Provided data -

//! Per-block and range exports
//!
//! Exporters own their output files for the length of one traversal. Which
//! blocks reach which format is chosen with a [`Selector`] per format.
//! Dropping an exporter closes its files; [`PsdExporter::finish`] and
//! [`IqExporter::finish`] flush them and report what was written.
use std::ffi::OsString;
use std::fs::File;
use std::io::BufWriter;
use std::path::{Path, PathBuf};

use tracing::{debug, info};

use crate::Result;
use crate::block::{IqBlock, PsdBlock};

pub mod cfile;
pub mod csv;
pub mod mat;

use self::cfile::CfileWriter;
use self::csv::CsvWriter;

/// Which blocks a format receives
#[derive(Debug, Clone, Copy, PartialEq, Eq, Default)]
pub enum Selector {
    #[default]
    Disabled,
    Every,
    /// One block, 1-based
    Block(usize),
}

impl Selector {
    /// `None` or negative: disabled, `0`: every block, `k`: block `k` only
    pub fn from_arg(arg: Option<i64>) -> Self {
        match arg {
            None => Selector::Disabled,
            Some(n) if n < 0 => Selector::Disabled,
            Some(0) => Selector::Every,
            Some(n) => Selector::Block(n as usize),
        }
    }

    pub fn matches(&self, index: usize) -> bool {
        match self {
            Selector::Disabled => false,
            Selector::Every => true,
            Selector::Block(k) => *k == index,
        }
    }

    pub fn is_enabled(&self) -> bool {
        !matches!(self, Selector::Disabled)
    }
}

/// `input` with `.ext` appended (`scan.bin` → `scan.bin.csv`)
pub fn sibling_path(input: &Path, ext: &str) -> PathBuf {
    let mut name = OsString::from(input.as_os_str());
    name.push(".");
    name.push(ext);
    PathBuf::from(name)
}

fn create(path: &Path) -> Result<BufWriter<File>> {
    debug!(path = %path.display(), "creating export file");
    Ok(BufWriter::new(File::create(path)?))
}

/// Files produced by an exporter
#[derive(Debug, Clone, Default, PartialEq, Eq)]
pub struct ExportOutputs {
    pub csv: Option<PathBuf>,
    pub cfile: Option<PathBuf>,
    pub mat: Vec<PathBuf>,
}

/// CSV + MAT export of PSD blocks
pub struct PsdExporter {
    input: PathBuf,
    csv_selector: Selector,
    mat_selector: Selector,
    csv: Option<CsvWriter<BufWriter<File>>>,
    outputs: ExportOutputs,
}

impl PsdExporter {
    /// Prepare exports next to `input`. The CSV file is created up front
    /// when enabled, MAT files one per selected block.
    pub fn open(input: &Path, csv: Selector, mat: Selector) -> Result<Self> {
        let mut outputs = ExportOutputs::default();
        let writer = if csv.is_enabled() {
            let path = sibling_path(input, "csv");
            let writer = CsvWriter::new(create(&path)?);
            outputs.csv = Some(path);
            Some(writer)
        } else {
            None
        };
        Ok(Self {
            input: input.to_path_buf(),
            csv_selector: csv,
            mat_selector: mat,
            csv: writer,
            outputs,
        })
    }

    pub fn on_block(&mut self, index: usize, block: &PsdBlock, decoded: &[f64]) -> Result<()> {
        if self.csv_selector.matches(index)
            && let Some(csv) = self.csv.as_mut()
        {
            csv.write_psd_block(index, block, decoded)?;
        }
        if self.mat_selector.matches(index) {
            let path = sibling_path(&self.input, &format!("{index}.mat"));
            mat::write_psd_block_mat(create(&path)?, index, block, decoded)?;
            self.outputs.mat.push(path);
        }
        Ok(())
    }

    pub fn finish(mut self) -> Result<ExportOutputs> {
        if let Some(csv) = self.csv.as_mut() {
            csv.flush()?;
        }
        info!(
            csv = self.outputs.csv.is_some(),
            mat = self.outputs.mat.len(),
            "PSD exports written"
        );
        Ok(self.outputs)
    }
}

/// CSV + MAT + cfile export of IQ snapshots
pub struct IqExporter {
    input: PathBuf,
    csv_selector: Selector,
    mat_selector: Selector,
    cfile_selector: Selector,
    csv: Option<CsvWriter<BufWriter<File>>>,
    cfile: Option<CfileWriter<BufWriter<File>>>,
    outputs: ExportOutputs,
}

impl IqExporter {
    pub fn open(input: &Path, csv: Selector, mat: Selector, cfile: Selector) -> Result<Self> {
        let mut outputs = ExportOutputs::default();
        let csv_writer = if csv.is_enabled() {
            let path = sibling_path(input, "csv");
            let writer = CsvWriter::new(create(&path)?);
            outputs.csv = Some(path);
            Some(writer)
        } else {
            None
        };
        let cfile_writer = if cfile.is_enabled() {
            let path = sibling_path(input, "cfile");
            let writer = CfileWriter::new(create(&path)?);
            outputs.cfile = Some(path);
            Some(writer)
        } else {
            None
        };
        Ok(Self {
            input: input.to_path_buf(),
            csv_selector: csv,
            mat_selector: mat,
            cfile_selector: cfile,
            csv: csv_writer,
            cfile: cfile_writer,
            outputs,
        })
    }

    pub fn on_block(&mut self, index: usize, block: &IqBlock) -> Result<()> {
        if self.csv_selector.matches(index)
            && let Some(csv) = self.csv.as_mut()
        {
            csv.write_iq_block(index, block)?;
        }
        if self.cfile_selector.matches(index)
            && let Some(cfile) = self.cfile.as_mut()
        {
            cfile.write_iq_block(block)?;
        }
        if self.mat_selector.matches(index) {
            let path = sibling_path(&self.input, &format!("{index}.mat"));
            mat::write_iq_block_mat(create(&path)?, index, block)?;
            self.outputs.mat.push(path);
        }
        Ok(())
    }

    pub fn finish(mut self) -> Result<ExportOutputs> {
        if let Some(csv) = self.csv.as_mut() {
            csv.flush()?;
        }
        if let Some(cfile) = self.cfile.as_mut() {
            cfile.flush()?;
        }
        info!(
            csv = self.outputs.csv.is_some(),
            cfile = self.outputs.cfile.is_some(),
            mat = self.outputs.mat.len(),
            "IQ exports written"
        );
        Ok(self.outputs)
    }
}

What this task involves -
Set down an exact copy of the entries above.

The completed task -
//! Per-block and range exports
//!
//! Exporters own their output files for the length of one traversal. Which
//! blocks reach which format is chosen with a [`Selector`] per format.
//! Dropping an exporter closes its files; [`PsdExporter::finish`] and
//! [`IqExporter::finish`] flush them and report what was written.
use std::ffi::OsString;
use std::fs::File;
use std::io::BufWriter;
use std::path::{Path, PathBuf};

use tracing::{debug, info};

use crate::Result;
use crate::block::{IqBlock, PsdBlock};

pub mod cfile;
pub mod csv;
pub mod mat;

use self::cfile::CfileWriter;
use self::csv::CsvWriter;

/// Which blocks a format receives
#[derive(Debug, Clone, Copy, PartialEq, Eq, Default)]
pub enum Selector {
    #[default]
    Disabled,
    Every,
    /// One block, 1-based
    Block(usize),
}

impl Selector {
    /// `None` or negative: disabled, `0`: every block, `k`: block `k` only
    pub fn from_arg(arg: Option<i64>) -> Self {
        match arg {
            None => Selector::Disabled,
            Some(n) if n < 0 => Selector::Disabled,
            Some(0) => Selector::Every,
            Some(n) => Selector::Block(n as usize),
        }
    }

    pub fn matches(&self, index: usize) -> bool {
        match self {
            Selector::Disabled => false,
            Selector::Every => true,
            Selector::Block(k) => *k == index,
        }
    }

    pub fn is_enabled(&self) -> bool {
        !matches!(self, Selector::Disabled)
    }
}

/// `input` with `.ext` appended (`scan.bin` → `scan.bin.csv`)
pub fn sibling_path(input: &Path, ext: &str) -> PathBuf {
    let mut name = OsString::from(input.as_os_str());
    name.push(".");
    name.push(ext);
    PathBuf::from(name)
}

fn create(path: &Path) -> Result<BufWriter<File>> {
    debug!(path = %path.display(), "creating export file");
    Ok(BufWriter::new(File::create(path)?))
}

/// Files produced by an exporter
#[derive(Debug, Clone, Default, PartialEq, Eq)]
pub struct ExportOutputs {
    pub csv: Option<PathBuf>,
    pub cfile: Option<PathBuf>,
    pub mat: Vec<PathBuf>,
}

/// CSV + MAT export of PSD blocks
pub struct PsdExporter {
    input: PathBuf,
    csv_selector: Selector,
    mat_selector: Selector,
    csv: Option<CsvWriter<BufWriter<File>>>,
    outputs: ExportOutputs,
}

impl PsdExporter {
    /// Prepare exports next to `input`. The CSV file is created up front
    /// when enabled, MAT files one per selected block.
    pub fn open(input: &Path, csv: Selector, mat: Selector) -> Result<Self> {
        let mut outputs = ExportOutputs::default();
        let writer = if csv.is_enabled() {
            let path = sibling_path(input, "csv");
            let writer = CsvWriter::new(create(&path)?);
            outputs.csv = Some(path);
            Some(writer)
        } else {
            None
        };
        Ok(Self {
            input: input.to_path_buf(),
            csv_selector: csv,
            mat_selector: mat,
            csv: writer,
            outputs,
        })
    }

    pub fn on_block(&mut self, index: usize, block: &PsdBlock, decoded: &[f64]) -> Result<()> {
        if self.csv_selector.matches(index)
            && let Some(csv) = self.csv.as_mut()
        {
            csv.write_psd_block(index, block, decoded)?;
        }
        if self.mat_selector.matches(index) {
            let path = sibling_path(&self.input, &format!("{index}.mat"));
            mat::write_psd_block_mat(create(&path)?, index, block, decoded)?;
            self.outputs.mat.push(path);
        }
        Ok(())
    }

    pub fn finish(mut self) -> Result<ExportOutputs> {
        if let Some(csv) = self.csv.as_mut() {
            csv.flush()?;
        }
        info!(
            csv = self.outputs.csv.is_some(),
            mat = self.outputs.mat.len(),
            "PSD exports written"
        );
        Ok(self.outputs)
    }
}

/// CSV + MAT + cfile export of IQ snapshots
pub struct IqExporter {
    input: PathBuf,
    csv_selector: Selector,
    mat_selector: Selector,
    cfile_selector: Selector,
    csv: Option<CsvWriter<BufWriter<File>>>,
    cfile: Option<CfileWriter<BufWriter<File>>>,
    outputs: ExportOutputs,
}

impl IqExporter {
    pub fn open(input: &Path, csv: Selector, mat: Selector, cfile: Selector) -> Result<Self> {
        let mut outputs = ExportOutputs::default();
        let csv_writer = if csv.is_enabled() {
            let path = sibling_path(input, "csv");
            let writer = CsvWriter::new(create(&path)?);
            outputs.csv = Some(path);
            Some(writer)
        } else {
            None
        };
        let cfile_writer = if cfile.is_enabled() {
            let path = sibling_path(input, "cfile");
            let writer = CfileWriter::new(create(&path)?);
            outputs.cfile = Some(path);
            Some(writer)
        } else {
            None
        };
        Ok(Self {
            input: input.to_path_buf(),
            csv_selector: csv,
            mat_selector: mat,
            cfile_selector: cfile,
            csv: csv_writer,
            cfile: cfile_writer,
            outputs,
        })
    }

    pub fn on_block(&mut self, index: usize, block: &IqBlock) -> Result<()> {
        if self.csv_selector.matches(index)
            && let Some(csv) = self.csv.as_mut()
        {
            csv.write_iq_block(index, block)?;
        }
        if self.cfile_selector.matches(index)
            && let Some(cfile) = self.cfile.as_mut()
        {
            cfile.write_iq_block(block)?;
        }
        if self.mat_selector.matches(index) {
            let path = sibling_path(&self.input, &format!("{index}.mat"));
            mat::write_iq_block_mat(create(&path)?, index, block)?;
            self.outputs.mat.push(path);
        }
        Ok(())
    }

    pub fn finish(mut self) -> Result<ExportOutputs> {
        if let Some(csv) = self.csv.as_mut() {
            csv.flush()?;
        }
        if let Some(cfile) = self.cfile.as_mut() {
            cfile.flush()?;
        }
        info!(
            csv = self.outputs.csv.is_some(),
            cfile = self.outputs.cfile.is_some(),
            mat = self.outputs.mat.len(),
            "IQ exports written"
        );
        Ok(self.outputs)
    }
}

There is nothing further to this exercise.